Japan Approves Vyvgart for Adults With Refractory gMG
Japan has approved Vyvgart (efgartigimod) to treat adults with generalized myasthenia gravis (gMG), the therapy’s developer, Argenx, announced.
Vyvgart will be available to generalized MG patients, regardless of antibody status, who are refractory, which means they have failed to respond to steroids or nonsteroidal immunosuppressive therapies.
The announcement comes on the heels of Vyvgart’s recent approval by the U.S. Food and Drug Administration (FDA) to treat adults with generalized MG who carry anti-acetylcholine receptor (AChR) antibodies, the most common type of MG-causing antibody. The therapy is also under review in Europe, with an approval decision expected in the second half of this year.
“People living with gMG around the world continue to experience severe disease burden despite treatment with commonly-used therapies,” Tim Van Hauwermeiren, CEO of Argenx, said in a press release. “Our commercial teams are ready and motivated to be serving as many people as possible who are living with this debilitating disease and we look forward to collaborating with the Japanese government to enable patient access.
“With today’s approval of Vyvgart in Japan, the recent U.S. FDA approval, and ongoing review of our application in Europe, we continue to advance rapidly toward achieving our goal of delivering this innovative, targeted treatment option globally,” Van Hauwermeiren added.
MG is characterized by debilitating muscle weakness caused by the immune system mistakenly producing antibodies that attack certain proteins essential for nerve-muscle communication. Generalized MG is a more severe form of the disease, whereby patients may experience weakness in multiple muscle groups.
Vyvgart is designed to block the neonatal Fc receptor (FcRn), a protein that normally protects antibodies circulating in the bloodstream from degradation. By blocking FcRn, the therapy aims to lower the levels of disease-driving antibodies.
“We are extremely proud to deliver the first-and-only approved FcRn blocker in Japan to a broad population of gMG patients, regardless of antibody status,” Van Hauwermeiren noted.
Argenx’s approval was backed by data from the Phase 3 ADAPT trial (NCT03669588) that assessed Vyvgart’s efficacy and safety in 167 adults with generalized MG, including 129 who were positive for anti-AChR antibodies.
In addition to their current standard treatments, participants were randomly assigned to receive 10 mg/kg of Vyvgart, administered by weekly infusion over four weeks, with a maximum of three treatment cycles — or a placebo — for 26 weeks (about six months).
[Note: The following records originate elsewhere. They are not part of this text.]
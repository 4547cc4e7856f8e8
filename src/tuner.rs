//! # Performance Tuner
//!
//! The controller that closes the tuning feedback loop:
//!
//! ```text
//! MetricsSource ──► should_tune ──► select_policy_kind ──► PolicyStore
//!      ▲                                                       │
//!      │              SessionManager ◄────────────────────────┘
//!      │                    │
//! Effectors ◄───────────────┘  (apply / revert targets)
//! ```
//!
//! ## What It Does
//!
//! 1. Samples the `MetricsSource` on a fixed evaluation interval.
//! 2. Decides whether the sample deviates enough to act ([`should_tune`]).
//! 3. Grades the response-time overrun into a policy kind
//!    ([`select_policy_kind`]) and resolves the winning policy from the
//!    `PolicyStore`.
//! 4. Opens a session through the `SessionManager` and hands it to a
//!    detached worker; the evaluator never blocks on execution.
//! 5. Reaps sessions that outlive the configured timeout.
//! 6. Exposes counters and live session state via [`TunerStatus`].
//!
//! ## Usage
//!
//! ```rust,ignore
//! use retune::metrics::SharedMetricsSource;
//! use retune::tuner::PerformanceTuner;
//! use retune::config::TunerConfig;
//! use std::sync::Arc;
//!
//! let source = Arc::new(SharedMetricsSource::new());
//! let tuner = PerformanceTuner::new(TunerConfig::default(), source.clone());
//! tuner.start()?;
//! ```

use std::collections::HashMap;
use std::sync::atomic::{AtomicU64, Ordering};
use std::sync::{Arc, Mutex};

use serde::Serialize;
use tokio::sync::watch;
use tracing::{debug, info, warn};

use crate::action::TuningAction;
use crate::config::TunerConfig;
use crate::effector::EffectorRegistry;
use crate::error::{Result, TunerError};
use crate::executor::ActionExecutor;
use crate::metrics::{MetricsSource, PerformanceMetrics};
use crate::policy::{PolicyKind, PolicyStore, TuningPolicy};
use crate::session::{CreateOutcome, SessionManager, SessionTallies, TuningSession};

// ---------------------------------------------------------------------------
// Evaluation predicates
// ---------------------------------------------------------------------------

/// Decide whether a metrics sample deviates enough to open a session.
///
/// Latency, throughput and success rate compare their relative deviation
/// from expected against `safety_margin_pct / 100`. CPU and memory compare
/// the raw utilization percentage against the margin value itself. The
/// relative-vs-absolute split is intentional and must not be normalized.
pub fn should_tune(metrics: &PerformanceMetrics, safety_margin_pct: f64) -> bool {
    let margin = safety_margin_pct / 100.0;
    metrics.response_time_ms.over_expected() > margin
        || metrics.throughput_rps.under_expected() > margin
        || metrics.success_rate_pct.under_expected() > margin
        || metrics.resources.cpu_pct.current > safety_margin_pct
        || metrics.resources.memory_pct.current > safety_margin_pct
}

/// Grade the response-time overrun into a policy kind.
///
/// Only response time participates in the grading, even though four
/// dimensions feed [`should_tune`]: above 2x expected is aggressive, above
/// 1.5x is balanced, anything milder is conservative.
pub fn select_policy_kind(metrics: &PerformanceMetrics) -> PolicyKind {
    let rt = &metrics.response_time_ms;
    if rt.current > rt.expected * 2.0 {
        PolicyKind::Aggressive
    } else if rt.current > rt.expected * 1.5 {
        PolicyKind::Balanced
    } else {
        PolicyKind::Conservative
    }
}

// ---------------------------------------------------------------------------
// TunerStatus — observable state snapshot
// ---------------------------------------------------------------------------

/// Counters about the tuner's activity, readable from outside the loops.
#[derive(Debug, Clone, Default, Serialize)]
pub struct TunerStatus {
    /// Whether the evaluation and reaper loops are currently up.
    pub running: bool,
    /// Evaluation passes completed since construction.
    pub evaluations: u64,
    /// Passes skipped because the active-session set was full.
    pub skipped_at_capacity: u64,
    /// Sessions currently executing.
    pub active_sessions: usize,
    /// Lifetime session and action tallies.
    pub tallies: SessionTallies,
}

// ---------------------------------------------------------------------------
// PerformanceTuner
// ---------------------------------------------------------------------------

struct TunerInner {
    config: TunerConfig,
    source: Arc<dyn MetricsSource>,
    policies: PolicyStore,
    manager: SessionManager,
    /// Present between `start` and `stop`; sending `true` stops both loops.
    run_state: Mutex<Option<watch::Sender<bool>>>,
    evaluations: AtomicU64,
    skipped_at_capacity: AtomicU64,
}

/// Ties policies, sessions, and effectors into a single runnable controller.
///
/// Clone freely — all clones share the same state.
#[derive(Clone)]
pub struct PerformanceTuner {
    inner: Arc<TunerInner>,
}

impl PerformanceTuner {
    /// Create a tuner with the built-in policies and simulated effectors.
    /// Call [`start`](Self::start) to bring up the control loops.
    pub fn new(config: TunerConfig, source: Arc<dyn MetricsSource>) -> Self {
        Self::builder(source).config(config).build()
    }

    /// Start building a tuner that reads from `source`.
    pub fn builder(source: Arc<dyn MetricsSource>) -> PerformanceTunerBuilder {
        PerformanceTunerBuilder::new(source)
    }

    // -------------------------------------------------------------------
    // Lifecycle
    // -------------------------------------------------------------------

    /// Start the evaluation and reaper loops.
    ///
    /// # Errors
    /// Returns [`TunerError::AlreadyRunning`] when the loops are already up.
    /// The first `start` wins; no duplicate loops are ever spawned.
    pub fn start(&self) -> Result<()> {
        let mut run_state = match self.inner.run_state.lock() {
            Ok(guard) => guard,
            Err(poisoned) => poisoned.into_inner(),
        };
        if run_state.is_some() {
            return Err(TunerError::AlreadyRunning);
        }

        let (stop_tx, stop_rx) = watch::channel(false);
        self.spawn_evaluator(stop_rx.clone());
        self.spawn_reaper(stop_rx);
        *run_state = Some(stop_tx);

        info!(
            evaluation_interval_ms = self.inner.config.evaluation_interval_ms,
            reaper_interval_ms = self.inner.config.reaper_interval_ms,
            max_concurrent_sessions = self.inner.config.max_concurrent_sessions,
            "performance tuner started"
        );
        Ok(())
    }

    /// Stop the evaluation and reaper loops.
    ///
    /// Sessions already executing keep running to completion; stopping only
    /// halts the loops that open and reap sessions. A stopped tuner can be
    /// started again.
    ///
    /// # Errors
    /// Returns [`TunerError::NotRunning`] when the loops are not up.
    pub fn stop(&self) -> Result<()> {
        let mut run_state = match self.inner.run_state.lock() {
            Ok(guard) => guard,
            Err(poisoned) => poisoned.into_inner(),
        };
        match run_state.take() {
            Some(stop_tx) => {
                stop_tx.send(true).ok();
                info!("performance tuner stopped");
                Ok(())
            }
            None => Err(TunerError::NotRunning),
        }
    }

    /// Whether the control loops are currently up.
    pub fn is_running(&self) -> bool {
        self.inner
            .run_state
            .lock()
            .map(|guard| guard.is_some())
            .unwrap_or(false)
    }

    fn spawn_evaluator(&self, mut stop_rx: watch::Receiver<bool>) {
        let tuner = self.clone();
        tokio::spawn(async move {
            let mut ticker = tokio::time::interval(tuner.inner.config.evaluation_interval());
            ticker.set_missed_tick_behavior(tokio::time::MissedTickBehavior::Skip);
            loop {
                tokio::select! {
                    _ = ticker.tick() => {
                        tuner.evaluate_once();
                    }
                    _ = stop_rx.wait_for(|stop| *stop) => {
                        debug!("evaluation loop stopping");
                        return;
                    }
                }
            }
        });
    }

    fn spawn_reaper(&self, mut stop_rx: watch::Receiver<bool>) {
        let tuner = self.clone();
        tokio::spawn(async move {
            let mut ticker = tokio::time::interval(tuner.inner.config.reaper_interval());
            ticker.set_missed_tick_behavior(tokio::time::MissedTickBehavior::Skip);
            loop {
                tokio::select! {
                    _ = ticker.tick() => {
                        tuner
                            .inner
                            .manager
                            .expire_overdue(tuner.inner.config.session_timeout());
                    }
                    _ = stop_rx.wait_for(|stop| *stop) => {
                        debug!("reaper loop stopping");
                        return;
                    }
                }
            }
        });
    }

    // -------------------------------------------------------------------
    // Evaluation
    // -------------------------------------------------------------------

    /// Run one evaluation pass against the latest metrics sample.
    ///
    /// This is `pub` so tests can drive the controller without spawning the
    /// interval loops. Returns the id of the session it opened, if any.
    pub fn evaluate_once(&self) -> Option<String> {
        self.inner.evaluations.fetch_add(1, Ordering::Relaxed);

        let metrics = match self.inner.source.latest() {
            Some(m) => m,
            None => {
                debug!("no metrics sample available, skipping evaluation");
                return None;
            }
        };

        if !should_tune(&metrics, self.inner.config.safety_margin_pct) {
            return None;
        }

        if self.inner.manager.active_count() >= self.inner.config.max_concurrent_sessions {
            self.inner.skipped_at_capacity.fetch_add(1, Ordering::Relaxed);
            debug!(
                max = self.inner.config.max_concurrent_sessions,
                "active session set is full, skipping evaluation"
            );
            return None;
        }

        let kind = select_policy_kind(&metrics);
        let policy = match self.inner.policies.by_kind(kind) {
            Some(p) => p,
            None => {
                warn!(kind = %kind, "no policy registered for selected kind");
                return None;
            }
        };

        match self.inner.manager.create_session(&policy, &metrics) {
            CreateOutcome::Created(handle) => {
                let session_id = handle
                    .lock()
                    .map(|session| session.id.clone())
                    .unwrap_or_default();
                self.inner.manager.spawn_worker(handle);
                Some(session_id)
            }
            CreateOutcome::NoActions => None,
            CreateOutcome::AtCapacity => {
                self.inner.skipped_at_capacity.fetch_add(1, Ordering::Relaxed);
                None
            }
        }
    }

    // -------------------------------------------------------------------
    // Policy surface
    // -------------------------------------------------------------------

    /// Register a new policy. Fails on invalid fields or a duplicate id.
    pub fn register_policy(&self, policy: TuningPolicy) -> Result<()> {
        self.inner.policies.register(policy)
    }

    /// Replace an existing policy in full.
    pub fn update_policy(&self, policy: TuningPolicy) -> Result<()> {
        self.inner.policies.update(policy)
    }

    /// Look up a policy by id.
    pub fn policy(&self, id: &str) -> Option<TuningPolicy> {
        self.inner.policies.get(id)
    }

    /// Snapshot every registered policy, keyed by id.
    pub fn policies(&self) -> HashMap<String, TuningPolicy> {
        self.inner.policies.snapshot()
    }

    // -------------------------------------------------------------------
    // Session surface
    // -------------------------------------------------------------------

    /// Request cooperative cancellation of an active session. The worker
    /// honors the request at its next step boundary.
    pub fn cancel_session(&self, session_id: &str) -> Result<()> {
        self.inner.manager.cancel(session_id)
    }

    /// Snapshot every active session, keyed by id.
    pub fn sessions(&self) -> HashMap<String, TuningSession> {
        self.inner.manager.sessions()
    }

    /// Every executed action so far, oldest first.
    pub fn history(&self) -> Vec<TuningAction> {
        self.inner.manager.history()
    }

    /// Snapshot the tuner's counters and session tallies.
    pub fn status(&self) -> TunerStatus {
        TunerStatus {
            running: self.is_running(),
            evaluations: self.inner.evaluations.load(Ordering::Relaxed),
            skipped_at_capacity: self.inner.skipped_at_capacity.load(Ordering::Relaxed),
            active_sessions: self.inner.manager.active_count(),
            tallies: self.inner.manager.tallies(),
        }
    }
}

// ---------------------------------------------------------------------------
// PerformanceTunerBuilder
// ---------------------------------------------------------------------------

/// Builder for [`PerformanceTuner`].
///
/// # Example
/// ```rust,ignore
/// let tuner = PerformanceTuner::builder(source)
///     .config(config)
///     .effectors(registry)
///     .build();
/// ```
pub struct PerformanceTunerBuilder {
    config: TunerConfig,
    source: Arc<dyn MetricsSource>,
    effectors: Option<EffectorRegistry>,
    policies: Option<PolicyStore>,
}

impl PerformanceTunerBuilder {
    /// Create a builder reading from `source`.
    pub fn new(source: Arc<dyn MetricsSource>) -> Self {
        Self {
            config: TunerConfig::default(),
            source,
            effectors: None,
            policies: None,
        }
    }

    /// Override the default configuration.
    pub fn config(mut self, config: TunerConfig) -> Self {
        self.config = config;
        self
    }

    /// Override the effector registry (default: simulated effectors for
    /// every category).
    pub fn effectors(mut self, registry: EffectorRegistry) -> Self {
        self.effectors = Some(registry);
        self
    }

    /// Override the policy store (default: the three built-ins).
    pub fn policies(mut self, store: PolicyStore) -> Self {
        self.policies = Some(store);
        self
    }

    /// Consume the builder and construct a [`PerformanceTuner`].
    pub fn build(self) -> PerformanceTuner {
        let effectors = self
            .effectors
            .unwrap_or_else(EffectorRegistry::with_simulated_defaults);
        let policies = self.policies.unwrap_or_else(PolicyStore::with_builtins);

        let executor = ActionExecutor::new(
            effectors,
            Arc::clone(&self.source),
            self.config.rollback_threshold_pct,
        );
        let manager = SessionManager::new(
            executor,
            Arc::clone(&self.source),
            self.config.stabilization(),
            self.config.max_concurrent_sessions,
        );

        PerformanceTuner {
            inner: Arc::new(TunerInner {
                config: self.config,
                source: self.source,
                policies,
                manager,
                run_state: Mutex::new(None),
                evaluations: AtomicU64::new(0),
                skipped_at_capacity: AtomicU64::new(0),
            }),
        }
    }
}

// ---------------------------------------------------------------------------
// Tests
// ---------------------------------------------------------------------------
Meeting the trial’s primary objective, more than half of anti-AChR antibody-positive patients treated with Vyvgart responded to treatment compared with placebo (68% vs. 30%). Treatment response was defined as a two-point (or more) sustained reduction on the Myasthenia Gravis Activities of Daily Living (MG-ADL) scale, a standardized measure of MG symptom severity.
Vyvgart was also superior to placebo among participants who did not test positive for anti-AChR antibodies.
Based on the Quantitative Myasthenia Gravis (QMG) scale to quantify disease severity, there were significantly more responders — defined as those experiencing a minimum sustained reduction of three points on the QMG score — among patients treated with Vyvgart compared with placebo (63% vs. 14%).
The percentage of adverse events was similar in Vyvgart-treated participants and in those given a placebo. The most common side effects in ADAPT were headache (32% vs. 29% placebo), respiratory tract infection (33% vs. 29% placebo), and urinary tract infection (10% vs. 5% placebo).
Almost all ADAPT participants (90%) chose to enter the open-label extension study ADAPT+ (NCT03770403) to continue treatment with Vyvgart for up to three years. Long-term safety and tolerability data from ADAPT+ are expected in mid-2023.